- What is being asked -
Starting with the line that contains "against the validity rules" and stopping after the line that contains "#[derive(Debug, Clone, Copy, Default, PartialEq, Eq)]", return each line below exactly as written, with no others.

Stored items
--- START ---

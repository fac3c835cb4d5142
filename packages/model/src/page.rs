use crate::Node;
use serde::{Deserialize, Serialize};

/// An ordered sequence of top-level nodes plus a name and a URL slug.
///
/// Owned entirely by the editing session until committed to the external
/// store; the store is the sole durable owner.
#[derive(Debug, Clone, Default, PartialEq, Serialize, Deserialize)]
pub struct Page {
    #[serde(default)]
    pub name: String,
    #[serde(rename = "url", default)]
    pub slug: String,
    #[serde(rename = "content", default, skip_serializing_if = "Vec::is_empty")]
    pub nodes: Vec<Node>,
}

impl Page {
    pub fn new(name: impl Into<String>) -> Self {
        let name = name.into();
        let slug = slugify(&name);
        Self {
            name,
            slug,
            nodes: Vec::new(),
        }
    }

    /// Rename the page and re-derive its slug.
    pub fn rename(&mut self, name: impl Into<String>) {
        self.name = name.into();
        self.slug = slugify(&self.name);
    }
}

/// URL slug for a page name: lowercased, Latin accents folded to ASCII,
/// whitespace runs joined with `-`, anything outside `[a-z0-9-]` dropped.
pub fn slugify(name: &str) -> String {
    let mut slug = String::with_capacity(name.len());
    let mut last_dash = true;
    for c in name.chars().map(fold_accent) {
        let c = c.to_ascii_lowercase();
        if c.is_ascii_alphanumeric() {
            slug.push(c);
            last_dash = false;
        } else if c.is_whitespace() || c == '-' {
            if !last_dash {
                slug.push('-');
                last_dash = true;
            }
        }
        // Everything else is dropped.
    }
    if slug.ends_with('-') {
        slug.pop();
    }
    slug
}

/// Fold common Latin accented characters to their ASCII base letter.
fn fold_accent(c: char) -> char {
    match c {
        'á' | 'à' | 'â' | 'ã' | 'ä' | 'å' => 'a',
        'Á' | 'À' | 'Â' | 'Ã' | 'Ä' | 'Å' => 'A',
        'é' | 'è' | 'ê' | 'ë' => 'e',
        'É' | 'È' | 'Ê' | 'Ë' => 'E',
        'í' | 'ì' | 'î' | 'ï' => 'i',
        'Í' | 'Ì' | 'Î' | 'Ï' => 'I',
        'ó' | 'ò' | 'ô' | 'õ' | 'ö' => 'o',
        'Ó' | 'Ò' | 'Ô' | 'Õ' | 'Ö' => 'O',
        'ú' | 'ù' | 'û' | 'ü' => 'u',
        'Ú' | 'Ù' | 'Û' | 'Ü' => 'U',
        'ç' => 'c',
        'Ç' => 'C',
        'ñ' => 'n',
        'Ñ' => 'N',
        other => other,
    }
}
//! Integration tests for the papercache binary

use chrono::{Duration, Utc};
use std::fs;
use std::path::PathBuf;
use std::process::Command;
use tempfile::TempDir;

fn binary_path() -> PathBuf {
    PathBuf::from(env!("CARGO_BIN_EXE_papercache"))
}

fn write_entry(dir: &std::path::Path, key: &str, result: &str, age_days: i64, version: &str) {
    let json = serde_json::json!({
        "result": result,
        "timestamp": (Utc::now() - Duration::days(age_days)).to_rfc3339(),
        "version": version,
    });
    fs::write(dir.join(format!("{key}.json")), json.to_string()).unwrap();
}

#[test]
fn test_stats_reports_entry_breakdown() {
    let temp = TempDir::new().unwrap();
    write_entry(temp.path(), "fresh", "valid analysis", 0, "4.0");
    write_entry(temp.path(), "old", "stale analysis", 10, "4.0");

    let output = Command::new(binary_path())
        .arg(temp.path())
        .output()
        .expect("Failed to run binary");

    assert!(output.status.success());
    let stdout = String::from_utf8_lossy(&output.stdout);
    assert!(stdout.contains("Total entries:   2"));
    assert!(stdout.contains("valid:         1"));
    assert!(stdout.contains("stale:         1"));
}

#[test]
fn test_sweep_removes_invalid_entries() {
    let temp = TempDir::new().unwrap();
    write_entry(temp.path(), "fresh", "valid analysis", 0, "4.0");
    write_entry(temp.path(), "legacy", "old schema", 0, "3.0");
    write_entry(temp.path(), "expired", "very old", 45, "4.0");

    let output = Command::new(binary_path())
        .args(["--sweep"])
        .arg(temp.path())
        .output()
        .expect("Failed to run binary");

    assert!(output.status.success());
    let stderr = String::from_utf8_lossy(&output.stderr);
    assert!(stderr.contains("examined 3 entries, removed 2"));
    assert!(temp.path().join("fresh.json").exists());
    assert!(!temp.path().join("legacy.json").exists());
    assert!(!temp.path().join("expired.json").exists());
}

#[test]
fn test_clear_removes_everything() {
    let temp = TempDir::new().unwrap();
    write_entry(temp.path(), "a", "one", 0, "4.0");
    write_entry(temp.path(), "b", "two", 0, "4.0");

    let output = Command::new(binary_path())
        .args(["--clear"])
        .arg(temp.path())
        .output()
        .expect("Failed to run binary");

    assert!(output.status.success());
    assert!(!temp.path().join("a.json").exists());
    assert!(!temp.path().join("b.json").exists());
}

#[test]
fn test_fingerprint_prints_stable_key() {
    let temp = TempDir::new().unwrap();
    let file = temp.path().join("paper.pdf");
    fs::write(&file, b"pdf bytes").unwrap();

    let run = || {
        let output = Command::new(binary_path())
            .arg("--fingerprint")
            .arg(&file)
            .output()
            .expect("Failed to run binary");
        assert!(output.status.success());
        String::from_utf8_lossy(&output.stdout).trim().to_string()
    };

    let key = run();
    assert_eq!(key.len(), 64);
    assert!(key.bytes().all(|b| b.is_ascii_hexdigit()));
    assert_eq!(key, run());
}

#[test]
fn test_conflicting_actions_exit_code() {
    let output = Command::new(binary_path())
        .args(["--sweep", "--clear"])
        .output()
        .expect("Failed to run binary");

    assert_eq!(output.status.code(), Some(2));
    let stderr = String::from_utf8_lossy(&output.stderr);
    assert!(stderr.contains("Action conflict"));
}
//! Cache storage implementation

use crate::config::CacheConfig;
use crate::entry::{CacheEntry, StoredEntry, Visualization};
use crate::error::{CacheError, Result};
use crate::quarantine::{DenylistPolicy, QuarantinePolicy};
use chrono::{DateTime, Utc};
use rayon::prelude::*;
use std::fs::{self, File};
use std::io::{BufReader, BufWriter, Write};
use std::path::PathBuf;

/// How an entry fares against the validity rules
#[derive(Debug, Clone, Copy, PartialEq, Eq)]
enum EntryStatus {
    /// Safe to serve
    Valid,
    /// Result matches the denylist
    Quarantined,
    /// Too old, or carries an unaccepted schema version
    Stale,
}

/// Outcome of a [`AnalysisCache::sweep`] pass
#[derive(Debug, Clone, Copy, PartialEq, Eq)]
pub struct SweepStats {
    /// Entries examined
    pub examined: usize,
    /// Entries deleted
    pub removed: usize,
}

/// Read-only breakdown of the entries currently stored
#[derive(Debug, Clone, Copy, Default, PartialEq, Eq)]
pub struct CacheStats {
    pub total: usize,
    pub valid: usize,
    pub stale: usize,
    pub quarantined: usize,
    pub corrupt: usize,
}

/// Content-addressed store for analysis results
///
/// Entries are immutable once written; storing under an existing key
/// replaces the entry wholesale (last write wins). No internal locking:
/// concurrent duplicate deletes are no-ops and concurrent stores resolve
/// through atomic rename.
pub struct AnalysisCache {
    /// Validity rules and storage location
    config: CacheConfig,
    /// Content denylist predicate
    policy: Box<dyn QuarantinePolicy>,
}

impl AnalysisCache {
    /// Create a cache with the default denylist policy
    ///
    /// # Arguments
    /// * `config` - Storage location and validity rules
    ///
    /// # Returns
    /// An AnalysisCache instance, or an error if the cache directory cannot
    /// be created
    pub fn new(config: CacheConfig) -> Result<Self> {
        Self::with_policy(config, Box::new(DenylistPolicy::default()))
    }

    /// Create a cache with an injected quarantine policy
    pub fn with_policy(config: CacheConfig, policy: Box<dyn QuarantinePolicy>) -> Result<Self> {
        if !config.cache_dir.exists() {
            fs::create_dir_all(&config.cache_dir).map_err(|e| {
                CacheError::Storage(format!(
                    "Failed to create cache directory '{}': {}",
                    config.cache_dir.display(),
                    e
                ))
            })?;
        }

        Ok(Self { config, policy })
    }

    /// The configuration this cache was built with
    pub fn config(&self) -> &CacheConfig {
        &self.config
    }

    /// Path of the entry file for a key
    fn entry_path(&self, key: &str) -> PathBuf {
        self.config.cache_dir.join(format!("{key}.json"))
    }

    /// Look up the first valid entry among the candidate keys
    ///
    /// Keys are tried in the caller's priority order (typically content
    /// fingerprint first, then text fingerprint). Unparsable, quarantined,
    /// and stale entries encountered along the way are deleted as a side
    /// effect. When every candidate misses and `allow_unrelated_fallback`
    /// is enabled, all stored keys are scanned and the first valid entry is
    /// returned even though it may not correspond to the requested artifact.
    pub fn lookup(&self, candidates: &[String]) -> Option<CacheEntry> {
        for key in candidates {
            if let Some(entry) = self.load_valid(key) {
                tracing::debug!(key = %key, "Cache hit");
                return Some(entry);
            }
        }

        if self.config.allow_unrelated_fallback {
            let keys = self.keys().unwrap_or_else(|e| {
                tracing::warn!("Failed to list cache entries for fallback scan: {e}");
                Vec::new()
            });
            for key in keys {
                if candidates.contains(&key) {
                    continue;
                }
                if let Some(entry) = self.load_valid(&key) {
                    tracing::warn!(
                        key = %key,
                        "Serving best-effort fallback entry unrelated to the requested keys"
                    );
                    return Some(entry);
                }
            }
        }

        tracing::debug!(?candidates, "Cache miss");
        None
    }

    /// Write (or overwrite) the entry for a key
    ///
    /// The entry is stamped with the current time and the configured schema
    /// version, and lands via a temporary file plus rename so a concurrent
    /// reader never observes a half-written entry. A store failure is safe
    /// to log and ignore: the freshly computed result is still in hand.
    pub fn store(
        &self,
        key: &str,
        result: &str,
        visualizations: Option<Vec<Visualization>>,
    ) -> Result<()> {
        let stored = StoredEntry::new(
            result.to_string(),
            visualizations,
            &self.config.current_version,
        );

        let path = self.entry_path(key);
        let tmp = tempfile::NamedTempFile::new_in(&self.config.cache_dir).map_err(|e| {
            CacheError::Storage(format!(
                "Failed to create temporary file in '{}': {}",
                self.config.cache_dir.display(),
                e
            ))
        })?;

        {
            let mut writer = BufWriter::new(tmp.as_file());
            serde_json::to_writer_pretty(&mut writer, &stored)
                .map_err(|e| CacheError::Storage(format!("Failed to write cache entry: {e}")))?;
            writer
                .flush()
                .map_err(|e| CacheError::Storage(format!("Failed to flush cache entry: {e}")))?;
        }

        tmp.persist(&path).map_err(|e| {
            CacheError::Storage(format!(
                "Failed to finalize cache entry '{}': {}",
                path.display(),
                e
            ))
        })?;

        tracing::debug!(key, "Stored cache entry");
        Ok(())
    }

    /// Delete every entry that can no longer become valid
    ///
    /// Removes unparsable entries, quarantined entries, entries not carrying
    /// the current schema version, and entries older than the retention
    /// limit regardless of version. Idempotent; safe to run on every
    /// request. Per-entry failures are logged and skipped.
    pub fn sweep(&self) -> Result<SweepStats> {
        let keys = self.keys()?;
        let now = Utc::now();

        let removed = keys
            .par_iter()
            .filter(|key| self.sweep_entry(key.as_str(), now))
            .count();

        Ok(SweepStats {
            examined: keys.len(),
            removed,
        })
    }

    /// List the keys of all stored entries
    pub fn keys(&self) -> Result<Vec<String>> {
        let mut keys = Vec::new();
        let dir = fs::read_dir(&self.config.cache_dir).map_err(|e| {
            CacheError::Storage(format!(
                "Failed to read cache directory '{}': {}",
                self.config.cache_dir.display(),
                e
            ))
        })?;

        for entry in dir {
            let entry = entry
                .map_err(|e| CacheError::Storage(format!("Failed to read cache entry: {e}")))?;
            let path = entry.path();
            if path.extension().is_some_and(|ext| ext == "json") {
                if let Some(stem) = path.file_stem().and_then(|s| s.to_str()) {
                    keys.push(stem.to_string());
                }
            }
        }

        Ok(keys)
    }

    /// Classify every stored entry without evicting anything
    pub fn stats(&self) -> Result<CacheStats> {
        let now = Utc::now();
        let mut stats = CacheStats::default();

        for key in self.keys()? {
            stats.total += 1;
            match self.read_entry(&key) {
                Err(_) => stats.corrupt += 1,
                Ok(entry) => match self.classify(&entry, now) {
                    EntryStatus::Valid => stats.valid += 1,
                    EntryStatus::Quarantined => stats.quarantined += 1,
                    EntryStatus::Stale => stats.stale += 1,
                },
            }
        }

        Ok(stats)
    }

    /// Load and validate a single key, evicting it on any failure
    ///
    /// Returns None if the entry is absent, unparsable, quarantined, or
    /// stale. Once evicted a key must be recomputed from scratch to become
    /// valid again.
    fn load_valid(&self, key: &str) -> Option<CacheEntry> {
        if !self.entry_path(key).exists() {
            return None;
        }

        let entry = match self.read_entry(key) {
            Ok(entry) => entry,
            Err(e) => {
                tracing::warn!(key, "Removing unreadable cache entry: {e}");
                self.remove_entry(key);
                return None;
            }
        };

        match self.classify(&entry, Utc::now()) {
            EntryStatus::Valid => Some(entry),
            EntryStatus::Quarantined => {
                tracing::warn!(key, "Removing quarantined cache entry");
                self.remove_entry(key);
                None
            }
            EntryStatus::Stale => {
                tracing::debug!(
                    key,
                    version = %entry.version,
                    age_days = entry.age_days(Utc::now()),
                    "Removing stale cache entry"
                );
                self.remove_entry(key);
                None
            }
        }
    }

    /// Read and normalize the entry stored under a key
    fn read_entry(&self, key: &str) -> Result<CacheEntry> {
        let path = self.entry_path(key);
        let file = File::open(&path)?;
        let reader = BufReader::new(file);
        let stored: StoredEntry =
            serde_json::from_reader(reader).map_err(|e| CacheError::CorruptEntry {
                key: key.to_string(),
                reason: e.to_string(),
            })?;
        stored.normalize(key)
    }

    /// Apply the validity rules to a normalized entry
    ///
    /// Quarantine is checked before age and version: a denylisted result is
    /// never served no matter how fresh it is.
    fn classify(&self, entry: &CacheEntry, now: DateTime<Utc>) -> EntryStatus {
        if self.policy.is_quarantined(&entry.result) {
            return EntryStatus::Quarantined;
        }

        if entry.age_days(now) > self.config.max_age_days
            || !self.config.is_accepted_version(&entry.version)
        {
            return EntryStatus::Stale;
        }

        EntryStatus::Valid
    }

    /// Evaluate one entry for the sweep; returns true if it was removed
    fn sweep_entry(&self, key: &str, now: DateTime<Utc>) -> bool {
        let entry = match self.read_entry(key) {
            Ok(entry) => entry,
            Err(e) => {
                tracing::warn!(key, "Sweep removing unreadable cache entry: {e}");
                self.remove_entry(key);
                return true;
            }
        };

        if self.policy.is_quarantined(&entry.result) {
            tracing::warn!(key, "Sweep removing quarantined cache entry");
            self.remove_entry(key);
            return true;
        }

        if entry.version != self.config.current_version {
            tracing::debug!(
                key,
                version = %entry.version,
                "Sweep removing entry with outdated version"
            );
            self.remove_entry(key);
            return true;
        }

        if entry.age_days(now) > self.config.retention_days {
            tracing::debug!(key, "Sweep removing entry past the retention limit");
            self.remove_entry(key);
            return true;
        }

        false
    }

    /// Delete the entry file for a key
    ///
    /// A missing file is a no-op: two concurrent lookups may both decide to
    /// evict the same entry. Other deletion failures are logged and ignored;
    /// the entry will be picked up again by a later lookup or sweep.
    fn remove_entry(&self, key: &str) {
        let path = self.entry_path(key);
        if let Err(e) = fs::remove_file(&path) {
            if e.kind() != std::io::ErrorKind::NotFound {
                tracing::warn!(key, "Failed to remove cache entry: {e}");
            }
        }
    }
}

/// Delete every entry in the cache directory
pub fn clear_cache(config: &CacheConfig) -> Result<()> {
    if !config.cache_dir.exists() {
        return Ok(());
    }

    for entry in fs::read_dir(&config.cache_dir).map_err(|e| {
        CacheError::Storage(format!(
            "Failed to read cache directory '{}': {}",
            config.cache_dir.display(),
            e
        ))
    })? {
        let entry =
            entry.map_err(|e| CacheError::Storage(format!("Failed to read cache entry: {e}")))?;

        let path = entry.path();
        if path.extension().is_some_and(|ext| ext == "json") {
            fs::remove_file(&path).map_err(|e| {
                CacheError::Storage(format!(
                    "Failed to remove cache entry '{}': {}",
                    path.display(),
                    e
                ))
            })?;
        }
    }

    Ok(())
}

--- END ---

- Task result -
/// How an entry fares against the validity rules
#[derive(Debug, Clone, Copy, PartialEq, Eq)]
enum EntryStatus {
    /// Safe to serve
    Valid,
    /// Result matches the denylist
    Quarantined,
    /// Too old, or carries an unaccepted schema version
    Stale,
}

/// Outcome of a [`AnalysisCache::sweep`] pass
#[derive(Debug, Clone, Copy, PartialEq, Eq)]
pub struct SweepStats {
    /// Entries examined
    pub examined: usize,
    /// Entries deleted
    pub removed: usize,
}

/// Read-only breakdown of the entries currently stored
#[derive(Debug, Clone, Copy, Default, PartialEq, Eq)]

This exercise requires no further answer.